In Pilot Study, Memantine Improved Cognition in Parkinson Disease Patients
ARTICLE IN BRIEF
Investigators reported that memory and quality-of-life improved significantly in a small trial of 20 mg memantine for patients with Parkinson disease.
MIAMI BEACH—Memantine significantly improved measures of cognition in Parkinson disease (PD) patients in a small pilot trial, investigators reported here at the World Federation of Neurology (WFN) World Congress on Parkinson's Disease and Related Disorders in December.
The primary endpoint of clinical efficacy of the 20 mg daily dose compared with placebo was improvement on the memory subscore of the Dementia Rating Scale (DRS). The investigators also used the Clinician's Interview-Based Impression of Change Plus Caregiver Input (CIBIC-Plus).
On both the memory and quality-of-life tests, 10 of 20 patients on 20 mg memantine improved significantly compared with eight of 10 patients on placebo who completed the 24 week randomized trial; this intention-to-treat analysis had to include the two placebo patients who dropped out. Eight patients taking memantine improved on the CIBIC-Plus, and two were “minimally worse,” according to the data presented.
“Dementia is a significant problem in Parkinson disease, and there aren't adequate treatments,” said study investigator Laura Marsh, MD, executive director of the Mental Health Care Line at the Michael E. DeBakey Veterans Administration Medical Center, and professor of psychiatry at Baylor College of Medicine in Houston.
Dr. Marsh said that it took three years to recruit the patients, because caring for patients with PD complicated by dementia is a particular challenge for caregivers. The study was carried out while she was at Johns Hopkins medical center.

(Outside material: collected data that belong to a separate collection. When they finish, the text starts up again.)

//! Pure Pursuit lookahead tracking

use std::sync::Arc;

use super::Path;
use crate::common::{angle_error, Point, Pose};

/// Tracks progress along a path and picks the lookahead point.
///
/// Both the closest-point index and the lookahead index only move forward,
/// so an overshoot can't make the robot latch onto an earlier part of the
/// path.
#[derive(Debug, Clone)]
pub struct PurePursuit {
    path: Arc<Path>,
    lookahead: f64,
    // None until the first search
    nearest_index: Option<usize>,
    target_index: usize,
}

impl PurePursuit {
    pub fn new(path: Arc<Path>, lookahead: f64) -> Self {
        PurePursuit {
            path,
            lookahead,
            nearest_index: None,
            target_index: 0,
        }
    }

    pub fn path(&self) -> &Path {
        &self.path
    }

    pub fn nearest_index(&self) -> Option<usize> {
        self.nearest_index
    }

    pub fn target_index(&self) -> usize {
        self.target_index
    }

    /// Whether the lookahead point has reached the final waypoint
    pub fn at_end(&self) -> bool {
        !self.path.is_empty() && self.target_index + 1 >= self.path.len()
    }

    /// Remaining distance: straight to the lookahead point, then along
    /// the path to the end
    pub fn remaining(&self, position: Point) -> f64 {
        let points = self.path.points();
        match points.get(self.target_index) {
            Some(target) => position.distance(target) + self.path.length_from(self.target_index),
            None => 0.0,
        }
    }

    fn search_nearest(&mut self, position: Point) -> usize {
        let points = self.path.points();
        let nearest = match self.nearest_index {
            None => {
                let mut d_min = f64::MAX;
                let mut ind_min = 0;
                for (i, point) in points.iter().enumerate() {
                    let d = position.distance(point);
                    if d < d_min {
                        d_min = d;
                        ind_min = i;
                    }
                }
                ind_min
            }
            Some(mut ind) => {
                // walk forward while the next point is no farther away
                let mut distance_this = position.distance(&points[ind]);
                while ind + 1 < points.len() {
                    let distance_next = position.distance(&points[ind + 1]);
                    if distance_this < distance_next {
                        break;
                    }
                    ind += 1;
                    distance_this = distance_next;
                }
                ind
            }
        };
        self.nearest_index = Some(nearest);
        nearest
    }

    /// Advance the search for the current position and return the
    /// lookahead point. Returns `None` for an empty path.
    pub fn update(&mut self, position: Point) -> Option<Point> {
        if self.path.is_empty() {
            return None;
        }
        let nearest = self.search_nearest(position);

        let path = Arc::clone(&self.path);
        let points = path.points();
        let mut target = nearest;
        while target + 1 < points.len() && position.distance(&points[target]) < self.lookahead {
            target += 1;
        }
        self.target_index = self.target_index.max(target);

        Some(self.path.points()[self.target_index])
    }

    /// Signed curvature of the arc from `pose` through `target`.
    /// Positive curves to the left.
    pub fn curvature(pose: &Pose, target: Point) -> f64 {
        let chord = pose.position().distance(&target);
        if chord < 1e-9 {
            return 0.0;
        }
        let alpha = angle_error(pose.position().angle_to(&target), pose.heading);
        2.0 * alpha.sin() / chord
    }
}
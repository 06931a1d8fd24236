//! Navigation: path representation and path following
pub mod path_follower;

pub use self::path_follower::{Path, PurePursuit};
//! Motion control: commands, controllers, the executor and the loop that drives it
pub mod commands;
pub mod control_loop;
pub mod controllers;
pub mod executor;
pub mod sync;

pub use self::commands::{
    CommandId, CommandReport, Direction, MotionCommand, MotionKind, MotionTarget, Outcome,
    Tolerances, TurnTarget,
};
pub use self::control_loop::{ControlLoop, TickReport};
pub use self::controllers::{DriveOutput, PdController};
pub use self::executor::{ActiveStatus, ExecutorOutput, MotionExecutor};
pub use self::sync::{ExecutionState, WaitCondition};
//! Enumeration of a user's published workbooks.
//!
//! The listing endpoint is paged; [`WorkbookLister`] walks the pages until
//! the server returns a short one.
//!
//! # Paging protocol
//!
//! - Each request asks for [`PAGE_SIZE`] workbooks starting at `index`.
//! - `index` is the running total of workbooks received, so pages of
//!   unexpected length never skip or repeat records.
//! - Every request carries a `no_cache` timestamp to defeat caching.
//! - A failure on any page aborts with a [`ListError`] that keeps the
//!   records already received.

mod client;
mod error;

pub use client::{PAGE_SIZE, WorkbookLister};
pub use error::{ListError, ListErrorKind};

“We knew many patients would be on acetylcholinesterase inhibitors, so we stratified the study design to allow their concomitant use,” Dr. Marsh said, “and it would be more reflective of what is going on in standard practice.” Five of the 10 patients who received memantine were also taking the acetylcholinesterase blockers.
“There was a pattern of improvement across multiple areas in the drug-treated group,” Dr. Marsh said, adding that “some motor aspects improved” in addition to the cognitive benefit obtained for most patients in this small study. The memantine group also showed improvements in measures of depressive symptoms, bradykinesia, axial impairment, and activities of daily living (p< .05 for these measures).

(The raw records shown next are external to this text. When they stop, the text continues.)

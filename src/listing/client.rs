//! Paged enumeration of a user's published workbooks.

use reqwest::Client;
use reqwest::header::ACCEPT;
use tracing::{debug, instrument};
use url::Url;

use super::error::{ListError, ListErrorKind};
use crate::config::{ClientConfig, ConfigError};
use crate::http_client::build_http_client;
use crate::workbook::Workbook;

/// Number of workbooks requested per listing page.
pub const PAGE_SIZE: usize = 20;

/// Client for the profile listing endpoint.
///
/// Cheap to clone; clones share one connection pool.
///
/// # Example
///
/// ```no_run
/// use workbook_dl::WorkbookLister;
///
/// # async fn example() -> Result<(), Box<dyn std::error::Error>> {
/// let lister = WorkbookLister::new()?;
/// for workbook in lister.list_all_workbooks("alice").await? {
///     println!("{}", workbook.repository_id());
/// }
/// # Ok(())
/// # }
/// ```
#[derive(Debug, Clone)]
pub struct WorkbookLister {
    client: Client,
    base_url: Url,
}

impl WorkbookLister {
    /// Creates a lister for the production platform with default timeouts.
    ///
    /// # Errors
    ///
    /// Returns [`ConfigError`] if the HTTP client cannot be built.
    pub fn new() -> Result<Self, ConfigError> {
        Self::with_config(&ClientConfig::default())
    }

    /// Creates a lister from explicit configuration.
    ///
    /// # Errors
    ///
    /// Returns [`ConfigError`] for an invalid configuration.
    pub fn with_config(config: &ClientConfig) -> Result<Self, ConfigError> {
        let client = build_http_client(config)?;
        let base_url = config.parsed_base_url()?;
        Ok(Self { client, base_url })
    }

    /// Lists every workbook published by `username`.
    ///
    /// Pages of [`PAGE_SIZE`] are requested with `index` set to the number of
    /// workbooks received so far; the first page shorter than [`PAGE_SIZE`]
    /// ends the enumeration. Records keep server order and are not
    /// deduplicated.
    ///
    /// # Errors
    ///
    /// Returns [`ListError`] on the first page that fails to arrive or decode.
    /// The error carries every workbook from the pages before it.
    #[instrument(skip(self), fields(username = %username))]
    pub async fn list_all_workbooks(&self, username: &str) -> Result<Vec<Workbook>, ListError> {
        let mut all = Vec::new();
        let mut index = 0usize;

        loop {
            let page = match self.fetch_page(username, index).await {
                Ok(page) => page,
                Err(kind) => return Err(ListError::new(kind, all)),
            };
            let received = page.len();
            debug!(index, received, "received workbook page");

            all.extend(page.into_iter().filter(|workbook| {
                let keep = !workbook.repository_id().is_empty();
                if !keep {
                    debug!(index, "dropping workbook without repository id");
                }
                keep
            }));

            if received < PAGE_SIZE {
                break;
            }
            index += received;
        }

        debug!(total = all.len(), "listing complete");
        Ok(all)
    }

    async fn fetch_page(&self, username: &str, index: usize) -> Result<Vec<Workbook>, ListErrorKind> {
        let url = self.page_url(username, index, unix_timestamp())?;

        let response = self
            .client
            .get(url.clone())
            .header(ACCEPT, "application/json")
            .send()
            .await
            .map_err(|e| ListErrorKind::from_reqwest(url.as_str(), e))?;

        let status = response.status();
        if !status.is_success() {
            return Err(ListErrorKind::http_status(url.as_str(), status.as_u16()));
        }

        let body = response
            .bytes()
            .await
            .map_err(|e| ListErrorKind::from_reqwest(url.as_str(), e))?;

        serde_json::from_slice(&body).map_err(|e| ListErrorKind::decode(url.as_str(), e))
    }

    /// Builds `{base}/profile/api/{username}/workbooks?no_cache=..&index=..&count=..`.
    fn page_url(&self, username: &str, index: usize, no_cache: u64) -> Result<Url, ListErrorKind> {
        let mut url = self.base_url.clone();
        url.path_segments_mut()
            .map_err(|()| ListErrorKind::InvalidUrl {
                username: username.to_string(),
            })?
            .pop_if_empty()
            .extend(["profile", "api", username, "workbooks"]);
        url.query_pairs_mut()
            .clear()
            .append_pair("no_cache", &no_cache.to_string())
            .append_pair("index", &index.to_string())
            .append_pair("count", &PAGE_SIZE.to_string());
        Ok(url)
    }
}

fn unix_timestamp() -> u64 {
    std::time::SystemTime::now()
        .duration_since(std::time::UNIX_EPOCH)
        .map(|d| d.as_secs())
        .unwrap_or(0)
}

Dr. Marsh, who has no connection to the company that makes and markets memantine, said she intends to analyze the data obtained at 14 weeks in the trial to see if there was an interim benefit.

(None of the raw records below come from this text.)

//! Application layer for the CLI: command routing, exit codes, progress UI.

mod command_dispatcher;
mod exit_handler;
mod progress_manager;

use std::process::ExitCode;

pub(crate) use command_dispatcher::run;

/// Process exit outcome.
#[derive(Debug, Clone, Copy, PartialEq, Eq)]
pub(crate) enum ProcessExit {
    /// Every requested workbook was listed or downloaded.
    Success,
    /// Nothing usable was produced.
    Failure,
    /// The requested workbook does not exist.
    NotFound,
    /// Some workbooks were downloaded, others were missing or never listed.
    Partial,
}

impl ProcessExit {
    fn code(self) -> u8 {
        match self {
            Self::Success => 0,
            Self::Failure => 1,
            Self::NotFound => 2,
            Self::Partial => 3,
        }
    }
}

impl From<ProcessExit> for ExitCode {
    fn from(exit: ProcessExit) -> Self {
        ExitCode::from(exit.code())
    }
}
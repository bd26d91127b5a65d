//! Workbook export downloads.
//!
//! The export endpoint always labels its response with the single-file
//! workbook media type; whether the body is a plain `.twb` or a packaged
//! `.twbx` is only visible in `Content-Disposition`.
//!
//! # Features
//!
//! - Existence check on `Content-Type`, reported as [`DownloadError::NotFound`]
//! - Extension inference from `Content-Disposition`
//! - Streaming body writes (memory-efficient for large packaged workbooks)
//! - Partial files removed when the transfer fails
//!
//! # Example
//!
//! ```no_run
//! use workbook_dl::download::WorkbookDownloader;
//! use std::path::Path;
//!
//! # async fn example() -> Result<(), Box<dyn std::error::Error>> {
//! let downloader = WorkbookDownloader::new()?;
//! let path = downloader
//!     .download_workbook("SalesDashboard", Path::new("./workbooks"))
//!     .await?;
//! println!("Downloaded: {}", path.display());
//! # Ok(())
//! # }
//! ```

mod client;
mod error;
mod format;

pub use client::{DownloadedWorkbook, WorkbookDownloader};
pub use error::DownloadError;
pub use format::{WORKBOOK_MEDIA_TYPE, WorkbookFormat, is_workbook_media_type};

“The reason memantine might also work in various degenerative diseases such as AD and PD is the fact that this molecule is blocking NMDA glutamate receptors, which might be very useful in those diseases sharing deregulation of the glutamatergic system,” said Erik Wolters, MD, PhD, professor of neurology at the Vrije University Medical Center in Amsterdam, the Netherlands, and chairman of the WFN research group, Parkinsonism and Related Disorders.
Ariel Deutch, PhD, professor of psychiatry and pharmacology at Vanderbilt University, added that the data are consistent with papers published in 2009 — in Lancet Neurology and Movement Disorders — on the use of memantine at the same dose. “Both showed quite modest overall improvement, which was the primary measure. The secondary measures in Laura Marsh's study offered some tentative hope for executive function, but with the small numbers we need to await replication.”
Emmanuelle Pourcher, MD, a neurologist at the Quebec Memory & Motor Skills Disorders Research Center in Quebec City, and at Laval University, has already prescribed memantine for PD patients. “In my experience, you can be successful or not in Parkinson disease with memantine. Some patients don't tolerate it,” she said, “it's all or nothing, and its unforeseeable.”
Dementia in PD disease may be heterogeneous, Dr. Pourcher said, especially in old age-onset patients in whom the typical pattern of cognitive problems is attention fluctuations, hallucinations, diurnal somnolence, and nocturnal confusion. Or, she said, it can be less typical of a Lewy body dementia and closer to an Alzheimer-like presentation with prominent memory problems and apathy.
“This may explain why some reports with memantine were less favorable than this study,” Dr. Pourcher said. Still, she added, “Memantine is worth trying in demented Parkinson disease, as some patients do respond surprisingly well.”